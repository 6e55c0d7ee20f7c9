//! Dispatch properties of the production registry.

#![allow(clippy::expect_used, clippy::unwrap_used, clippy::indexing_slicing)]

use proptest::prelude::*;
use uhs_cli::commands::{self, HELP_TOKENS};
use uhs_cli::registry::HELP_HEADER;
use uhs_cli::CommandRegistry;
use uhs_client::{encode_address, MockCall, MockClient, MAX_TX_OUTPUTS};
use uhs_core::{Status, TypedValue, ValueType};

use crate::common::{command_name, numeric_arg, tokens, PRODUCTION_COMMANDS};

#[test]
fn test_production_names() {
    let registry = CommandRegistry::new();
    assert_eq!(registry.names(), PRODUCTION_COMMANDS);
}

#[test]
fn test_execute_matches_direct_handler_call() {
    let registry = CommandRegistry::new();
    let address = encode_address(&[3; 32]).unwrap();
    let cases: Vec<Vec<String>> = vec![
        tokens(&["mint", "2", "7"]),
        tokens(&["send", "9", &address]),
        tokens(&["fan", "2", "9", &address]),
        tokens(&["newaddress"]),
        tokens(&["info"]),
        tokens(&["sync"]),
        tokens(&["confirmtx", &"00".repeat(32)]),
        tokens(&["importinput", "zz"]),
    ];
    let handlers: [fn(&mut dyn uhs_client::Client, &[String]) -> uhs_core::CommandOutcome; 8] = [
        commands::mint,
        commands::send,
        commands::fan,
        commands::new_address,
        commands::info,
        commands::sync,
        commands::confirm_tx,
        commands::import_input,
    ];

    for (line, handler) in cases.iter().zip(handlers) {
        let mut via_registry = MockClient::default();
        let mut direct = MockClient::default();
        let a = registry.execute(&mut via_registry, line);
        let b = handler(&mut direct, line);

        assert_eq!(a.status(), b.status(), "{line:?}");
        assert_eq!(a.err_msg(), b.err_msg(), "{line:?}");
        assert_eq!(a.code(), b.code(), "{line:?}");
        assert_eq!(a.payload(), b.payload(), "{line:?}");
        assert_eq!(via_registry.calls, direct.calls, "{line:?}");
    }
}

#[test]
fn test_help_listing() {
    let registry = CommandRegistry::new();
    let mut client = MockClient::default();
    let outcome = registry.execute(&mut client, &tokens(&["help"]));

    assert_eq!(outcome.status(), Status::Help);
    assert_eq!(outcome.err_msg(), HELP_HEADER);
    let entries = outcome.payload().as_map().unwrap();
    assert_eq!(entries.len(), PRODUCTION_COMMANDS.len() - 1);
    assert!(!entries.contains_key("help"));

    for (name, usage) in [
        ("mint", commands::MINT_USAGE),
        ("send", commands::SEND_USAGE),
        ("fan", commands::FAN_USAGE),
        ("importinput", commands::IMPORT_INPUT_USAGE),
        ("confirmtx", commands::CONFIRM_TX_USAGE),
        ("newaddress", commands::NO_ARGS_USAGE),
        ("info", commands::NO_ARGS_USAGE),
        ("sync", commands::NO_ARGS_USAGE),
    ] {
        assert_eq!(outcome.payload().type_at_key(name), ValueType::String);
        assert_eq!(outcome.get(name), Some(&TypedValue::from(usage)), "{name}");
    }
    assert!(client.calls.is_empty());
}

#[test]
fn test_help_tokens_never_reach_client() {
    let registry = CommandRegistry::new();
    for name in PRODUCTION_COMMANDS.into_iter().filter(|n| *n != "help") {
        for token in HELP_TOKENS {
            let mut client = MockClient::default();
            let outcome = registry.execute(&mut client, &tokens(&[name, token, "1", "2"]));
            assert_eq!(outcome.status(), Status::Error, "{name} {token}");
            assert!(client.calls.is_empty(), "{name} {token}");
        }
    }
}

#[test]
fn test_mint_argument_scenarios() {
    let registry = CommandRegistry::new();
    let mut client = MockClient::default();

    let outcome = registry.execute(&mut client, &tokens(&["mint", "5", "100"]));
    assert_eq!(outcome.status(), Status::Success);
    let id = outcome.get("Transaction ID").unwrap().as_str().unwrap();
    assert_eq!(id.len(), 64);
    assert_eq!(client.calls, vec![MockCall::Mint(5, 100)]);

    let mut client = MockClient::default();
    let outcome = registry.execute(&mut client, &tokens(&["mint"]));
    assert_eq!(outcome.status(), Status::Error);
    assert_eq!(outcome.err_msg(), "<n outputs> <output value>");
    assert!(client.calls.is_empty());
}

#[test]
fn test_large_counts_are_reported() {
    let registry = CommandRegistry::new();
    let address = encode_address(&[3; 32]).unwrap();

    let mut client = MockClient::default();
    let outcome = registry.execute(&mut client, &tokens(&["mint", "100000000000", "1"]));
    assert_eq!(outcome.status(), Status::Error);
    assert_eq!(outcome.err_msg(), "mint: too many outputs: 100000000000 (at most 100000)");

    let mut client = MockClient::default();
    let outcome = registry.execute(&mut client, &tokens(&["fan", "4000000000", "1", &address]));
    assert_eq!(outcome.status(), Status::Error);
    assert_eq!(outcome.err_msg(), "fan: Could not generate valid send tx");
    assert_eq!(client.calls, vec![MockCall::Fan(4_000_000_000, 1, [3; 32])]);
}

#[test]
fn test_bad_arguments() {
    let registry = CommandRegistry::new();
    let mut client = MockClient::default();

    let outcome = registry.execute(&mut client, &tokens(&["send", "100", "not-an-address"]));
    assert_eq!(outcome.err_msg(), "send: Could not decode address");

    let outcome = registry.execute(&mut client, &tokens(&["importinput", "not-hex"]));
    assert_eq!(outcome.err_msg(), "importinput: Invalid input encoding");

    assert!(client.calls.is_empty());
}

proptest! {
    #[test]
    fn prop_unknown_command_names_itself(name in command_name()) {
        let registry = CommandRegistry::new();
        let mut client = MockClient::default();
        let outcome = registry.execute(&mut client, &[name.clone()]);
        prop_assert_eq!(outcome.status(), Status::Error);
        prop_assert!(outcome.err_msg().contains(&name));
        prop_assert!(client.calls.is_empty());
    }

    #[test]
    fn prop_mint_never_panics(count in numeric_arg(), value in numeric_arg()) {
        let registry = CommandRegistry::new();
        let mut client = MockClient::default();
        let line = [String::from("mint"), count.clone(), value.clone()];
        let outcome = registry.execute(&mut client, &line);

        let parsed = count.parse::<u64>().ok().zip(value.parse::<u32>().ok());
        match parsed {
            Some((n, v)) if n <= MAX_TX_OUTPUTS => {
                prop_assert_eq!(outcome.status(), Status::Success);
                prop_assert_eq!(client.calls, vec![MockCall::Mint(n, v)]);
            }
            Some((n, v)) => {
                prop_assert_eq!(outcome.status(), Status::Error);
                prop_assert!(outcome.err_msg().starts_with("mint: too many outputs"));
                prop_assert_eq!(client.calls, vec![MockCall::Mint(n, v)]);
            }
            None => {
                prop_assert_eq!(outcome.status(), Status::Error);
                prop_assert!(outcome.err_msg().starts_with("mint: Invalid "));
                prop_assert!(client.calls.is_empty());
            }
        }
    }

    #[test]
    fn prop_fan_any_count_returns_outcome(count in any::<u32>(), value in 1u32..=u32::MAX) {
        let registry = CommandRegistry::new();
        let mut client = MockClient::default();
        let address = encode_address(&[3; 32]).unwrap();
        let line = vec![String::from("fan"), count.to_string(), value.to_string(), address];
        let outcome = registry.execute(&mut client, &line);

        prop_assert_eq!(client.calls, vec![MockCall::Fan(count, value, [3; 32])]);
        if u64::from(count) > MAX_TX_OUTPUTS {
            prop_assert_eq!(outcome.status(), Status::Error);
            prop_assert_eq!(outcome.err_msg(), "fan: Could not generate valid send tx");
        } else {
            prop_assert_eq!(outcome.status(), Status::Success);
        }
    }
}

• • • • • • •

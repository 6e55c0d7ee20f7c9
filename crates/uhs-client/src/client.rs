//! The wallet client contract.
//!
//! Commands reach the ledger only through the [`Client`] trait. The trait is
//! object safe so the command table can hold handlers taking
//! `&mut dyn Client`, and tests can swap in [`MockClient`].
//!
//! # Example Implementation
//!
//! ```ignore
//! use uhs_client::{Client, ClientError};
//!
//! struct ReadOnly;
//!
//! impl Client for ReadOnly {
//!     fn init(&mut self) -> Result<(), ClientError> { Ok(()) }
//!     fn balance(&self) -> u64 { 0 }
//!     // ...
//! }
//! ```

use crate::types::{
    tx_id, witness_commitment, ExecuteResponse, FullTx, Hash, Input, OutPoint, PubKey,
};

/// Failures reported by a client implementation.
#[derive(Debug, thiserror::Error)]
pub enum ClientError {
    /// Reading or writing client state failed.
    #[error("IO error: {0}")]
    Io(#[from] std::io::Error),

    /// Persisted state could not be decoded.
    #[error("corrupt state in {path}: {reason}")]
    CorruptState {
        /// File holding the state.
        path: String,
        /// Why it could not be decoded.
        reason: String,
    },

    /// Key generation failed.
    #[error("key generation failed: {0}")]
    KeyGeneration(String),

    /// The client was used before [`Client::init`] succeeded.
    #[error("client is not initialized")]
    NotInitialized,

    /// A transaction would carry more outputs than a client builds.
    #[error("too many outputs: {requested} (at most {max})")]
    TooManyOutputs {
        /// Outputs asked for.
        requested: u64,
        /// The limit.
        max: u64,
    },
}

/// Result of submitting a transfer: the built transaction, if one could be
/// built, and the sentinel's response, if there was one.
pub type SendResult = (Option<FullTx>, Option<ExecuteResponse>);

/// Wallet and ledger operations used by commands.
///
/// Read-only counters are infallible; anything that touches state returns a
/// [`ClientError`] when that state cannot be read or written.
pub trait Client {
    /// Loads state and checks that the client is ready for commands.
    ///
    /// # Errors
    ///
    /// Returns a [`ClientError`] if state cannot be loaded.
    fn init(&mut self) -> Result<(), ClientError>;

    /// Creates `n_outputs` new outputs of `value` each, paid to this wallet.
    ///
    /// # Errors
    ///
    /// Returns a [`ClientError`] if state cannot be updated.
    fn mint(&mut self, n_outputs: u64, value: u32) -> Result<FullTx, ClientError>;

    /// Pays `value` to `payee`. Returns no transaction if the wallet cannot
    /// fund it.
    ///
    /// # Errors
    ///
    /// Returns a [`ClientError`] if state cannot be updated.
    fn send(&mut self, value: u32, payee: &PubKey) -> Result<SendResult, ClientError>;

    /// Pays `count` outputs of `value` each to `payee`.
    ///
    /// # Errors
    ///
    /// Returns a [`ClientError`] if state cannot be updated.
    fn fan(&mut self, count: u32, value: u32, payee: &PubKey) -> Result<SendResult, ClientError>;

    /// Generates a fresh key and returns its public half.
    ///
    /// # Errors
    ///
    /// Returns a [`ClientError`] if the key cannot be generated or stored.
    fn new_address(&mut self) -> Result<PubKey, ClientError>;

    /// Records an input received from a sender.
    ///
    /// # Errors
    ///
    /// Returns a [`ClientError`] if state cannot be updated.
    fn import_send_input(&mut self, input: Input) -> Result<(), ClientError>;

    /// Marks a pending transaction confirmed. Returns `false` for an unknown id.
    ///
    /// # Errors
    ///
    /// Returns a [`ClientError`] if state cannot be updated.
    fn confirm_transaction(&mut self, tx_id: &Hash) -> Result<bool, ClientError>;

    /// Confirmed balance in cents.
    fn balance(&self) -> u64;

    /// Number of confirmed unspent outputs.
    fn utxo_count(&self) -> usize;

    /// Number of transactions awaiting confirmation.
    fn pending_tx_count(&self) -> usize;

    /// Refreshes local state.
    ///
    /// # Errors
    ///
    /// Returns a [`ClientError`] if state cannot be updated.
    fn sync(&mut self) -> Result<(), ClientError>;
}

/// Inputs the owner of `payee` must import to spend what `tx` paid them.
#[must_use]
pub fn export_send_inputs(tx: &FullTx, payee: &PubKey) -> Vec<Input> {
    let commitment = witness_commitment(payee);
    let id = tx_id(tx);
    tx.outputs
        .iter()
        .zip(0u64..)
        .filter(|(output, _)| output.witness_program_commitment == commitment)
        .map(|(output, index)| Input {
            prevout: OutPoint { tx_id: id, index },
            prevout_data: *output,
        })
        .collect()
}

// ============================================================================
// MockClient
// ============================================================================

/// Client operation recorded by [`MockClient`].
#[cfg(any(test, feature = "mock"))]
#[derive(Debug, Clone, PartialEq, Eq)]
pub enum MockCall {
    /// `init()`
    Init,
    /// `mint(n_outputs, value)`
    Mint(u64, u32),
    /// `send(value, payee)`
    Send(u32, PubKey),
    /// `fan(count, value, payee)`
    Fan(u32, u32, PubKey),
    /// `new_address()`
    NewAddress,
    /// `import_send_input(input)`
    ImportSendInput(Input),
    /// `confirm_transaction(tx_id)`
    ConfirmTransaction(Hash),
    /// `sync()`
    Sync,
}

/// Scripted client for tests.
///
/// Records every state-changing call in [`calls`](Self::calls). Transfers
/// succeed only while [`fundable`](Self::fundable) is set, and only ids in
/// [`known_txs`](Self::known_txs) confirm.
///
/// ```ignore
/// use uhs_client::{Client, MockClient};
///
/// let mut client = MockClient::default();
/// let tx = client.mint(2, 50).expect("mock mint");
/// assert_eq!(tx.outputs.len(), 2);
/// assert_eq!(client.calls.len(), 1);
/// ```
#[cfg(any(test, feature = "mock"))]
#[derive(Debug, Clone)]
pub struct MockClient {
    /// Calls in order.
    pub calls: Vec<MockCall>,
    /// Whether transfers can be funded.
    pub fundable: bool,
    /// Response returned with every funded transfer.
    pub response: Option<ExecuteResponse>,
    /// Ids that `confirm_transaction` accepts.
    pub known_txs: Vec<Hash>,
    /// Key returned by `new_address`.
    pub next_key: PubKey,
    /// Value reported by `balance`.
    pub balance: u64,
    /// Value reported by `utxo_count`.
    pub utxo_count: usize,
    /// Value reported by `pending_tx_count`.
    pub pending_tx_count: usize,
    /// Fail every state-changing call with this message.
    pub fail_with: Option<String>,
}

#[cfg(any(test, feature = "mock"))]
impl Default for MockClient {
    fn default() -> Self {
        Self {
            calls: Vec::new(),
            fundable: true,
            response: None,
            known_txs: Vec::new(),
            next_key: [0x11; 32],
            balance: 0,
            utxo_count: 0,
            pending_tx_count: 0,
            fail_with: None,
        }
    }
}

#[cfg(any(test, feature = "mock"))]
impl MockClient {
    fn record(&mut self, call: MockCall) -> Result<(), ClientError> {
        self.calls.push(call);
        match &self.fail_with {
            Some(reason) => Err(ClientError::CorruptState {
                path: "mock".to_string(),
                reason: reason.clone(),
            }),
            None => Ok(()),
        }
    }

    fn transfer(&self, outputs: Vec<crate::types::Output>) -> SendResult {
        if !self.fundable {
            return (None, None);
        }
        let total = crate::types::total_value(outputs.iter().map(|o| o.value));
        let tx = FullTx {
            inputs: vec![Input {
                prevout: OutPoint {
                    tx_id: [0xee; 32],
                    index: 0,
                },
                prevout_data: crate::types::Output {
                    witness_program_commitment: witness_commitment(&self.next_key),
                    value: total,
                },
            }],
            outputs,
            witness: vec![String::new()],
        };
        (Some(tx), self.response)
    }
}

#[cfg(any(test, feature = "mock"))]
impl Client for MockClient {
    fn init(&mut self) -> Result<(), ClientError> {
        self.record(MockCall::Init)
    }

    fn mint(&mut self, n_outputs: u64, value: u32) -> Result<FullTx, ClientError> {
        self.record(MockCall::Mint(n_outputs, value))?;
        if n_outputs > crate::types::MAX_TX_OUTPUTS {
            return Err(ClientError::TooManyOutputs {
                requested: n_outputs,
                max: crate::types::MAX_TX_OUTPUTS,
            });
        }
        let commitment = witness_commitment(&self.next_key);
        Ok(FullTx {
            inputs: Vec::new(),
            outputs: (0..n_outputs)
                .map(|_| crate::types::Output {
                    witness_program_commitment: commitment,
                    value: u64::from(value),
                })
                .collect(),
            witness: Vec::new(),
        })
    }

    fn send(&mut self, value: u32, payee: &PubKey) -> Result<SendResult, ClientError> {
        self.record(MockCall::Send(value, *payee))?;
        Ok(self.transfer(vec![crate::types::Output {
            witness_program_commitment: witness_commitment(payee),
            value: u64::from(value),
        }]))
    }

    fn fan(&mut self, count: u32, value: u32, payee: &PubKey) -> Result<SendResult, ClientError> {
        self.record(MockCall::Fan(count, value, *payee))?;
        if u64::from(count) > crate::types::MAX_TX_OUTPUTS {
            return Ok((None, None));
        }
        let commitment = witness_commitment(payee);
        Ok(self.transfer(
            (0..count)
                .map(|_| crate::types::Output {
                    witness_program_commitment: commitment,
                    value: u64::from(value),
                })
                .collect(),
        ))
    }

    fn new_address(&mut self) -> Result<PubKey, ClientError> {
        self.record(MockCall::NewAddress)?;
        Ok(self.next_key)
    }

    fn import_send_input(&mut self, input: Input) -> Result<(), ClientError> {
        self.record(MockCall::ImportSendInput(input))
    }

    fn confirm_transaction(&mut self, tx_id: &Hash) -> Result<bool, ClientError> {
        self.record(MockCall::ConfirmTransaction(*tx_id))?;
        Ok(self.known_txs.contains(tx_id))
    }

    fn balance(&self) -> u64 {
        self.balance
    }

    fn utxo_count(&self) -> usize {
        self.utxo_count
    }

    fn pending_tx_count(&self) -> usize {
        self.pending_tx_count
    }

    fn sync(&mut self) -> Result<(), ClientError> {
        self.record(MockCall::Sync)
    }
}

• • • • • • •

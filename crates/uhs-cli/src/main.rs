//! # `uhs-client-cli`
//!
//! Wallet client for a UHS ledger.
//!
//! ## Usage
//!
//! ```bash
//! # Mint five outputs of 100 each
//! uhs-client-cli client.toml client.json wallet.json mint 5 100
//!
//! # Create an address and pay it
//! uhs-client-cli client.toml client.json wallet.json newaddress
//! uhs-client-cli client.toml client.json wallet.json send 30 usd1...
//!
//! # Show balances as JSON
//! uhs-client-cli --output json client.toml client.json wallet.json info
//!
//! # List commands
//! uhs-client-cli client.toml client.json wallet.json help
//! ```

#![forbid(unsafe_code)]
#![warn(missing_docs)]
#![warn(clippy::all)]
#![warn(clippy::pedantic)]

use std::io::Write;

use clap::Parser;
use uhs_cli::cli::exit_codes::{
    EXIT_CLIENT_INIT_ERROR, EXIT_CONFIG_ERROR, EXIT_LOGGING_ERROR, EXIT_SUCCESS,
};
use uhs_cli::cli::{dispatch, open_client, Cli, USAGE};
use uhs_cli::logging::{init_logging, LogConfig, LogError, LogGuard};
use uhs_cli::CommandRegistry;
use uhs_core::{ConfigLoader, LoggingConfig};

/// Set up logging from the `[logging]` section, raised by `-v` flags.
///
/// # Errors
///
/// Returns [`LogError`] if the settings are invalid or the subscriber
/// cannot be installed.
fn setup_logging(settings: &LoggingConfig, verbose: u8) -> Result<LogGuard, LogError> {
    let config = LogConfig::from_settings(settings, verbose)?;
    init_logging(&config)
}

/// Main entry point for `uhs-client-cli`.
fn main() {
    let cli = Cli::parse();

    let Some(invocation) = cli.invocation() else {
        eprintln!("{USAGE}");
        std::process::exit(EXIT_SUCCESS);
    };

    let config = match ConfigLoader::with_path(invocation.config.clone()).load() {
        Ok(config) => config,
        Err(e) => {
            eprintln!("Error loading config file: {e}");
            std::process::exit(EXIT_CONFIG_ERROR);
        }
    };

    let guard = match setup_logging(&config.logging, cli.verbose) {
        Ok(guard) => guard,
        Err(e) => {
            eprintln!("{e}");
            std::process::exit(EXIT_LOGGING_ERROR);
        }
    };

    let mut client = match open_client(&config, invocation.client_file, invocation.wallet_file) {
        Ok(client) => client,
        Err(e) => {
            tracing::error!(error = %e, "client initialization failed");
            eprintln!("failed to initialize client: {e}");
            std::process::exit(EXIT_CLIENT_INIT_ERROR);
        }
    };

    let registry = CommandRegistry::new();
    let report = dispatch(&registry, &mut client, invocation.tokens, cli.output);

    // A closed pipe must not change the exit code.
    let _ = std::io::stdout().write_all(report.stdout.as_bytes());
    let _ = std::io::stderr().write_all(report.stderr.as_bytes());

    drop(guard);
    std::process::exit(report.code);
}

• • • • • • •

[Your assignment]:
Looking at the entries above, work out how many lines include the word "every" and reply with that number alone.

[Your solution]:
3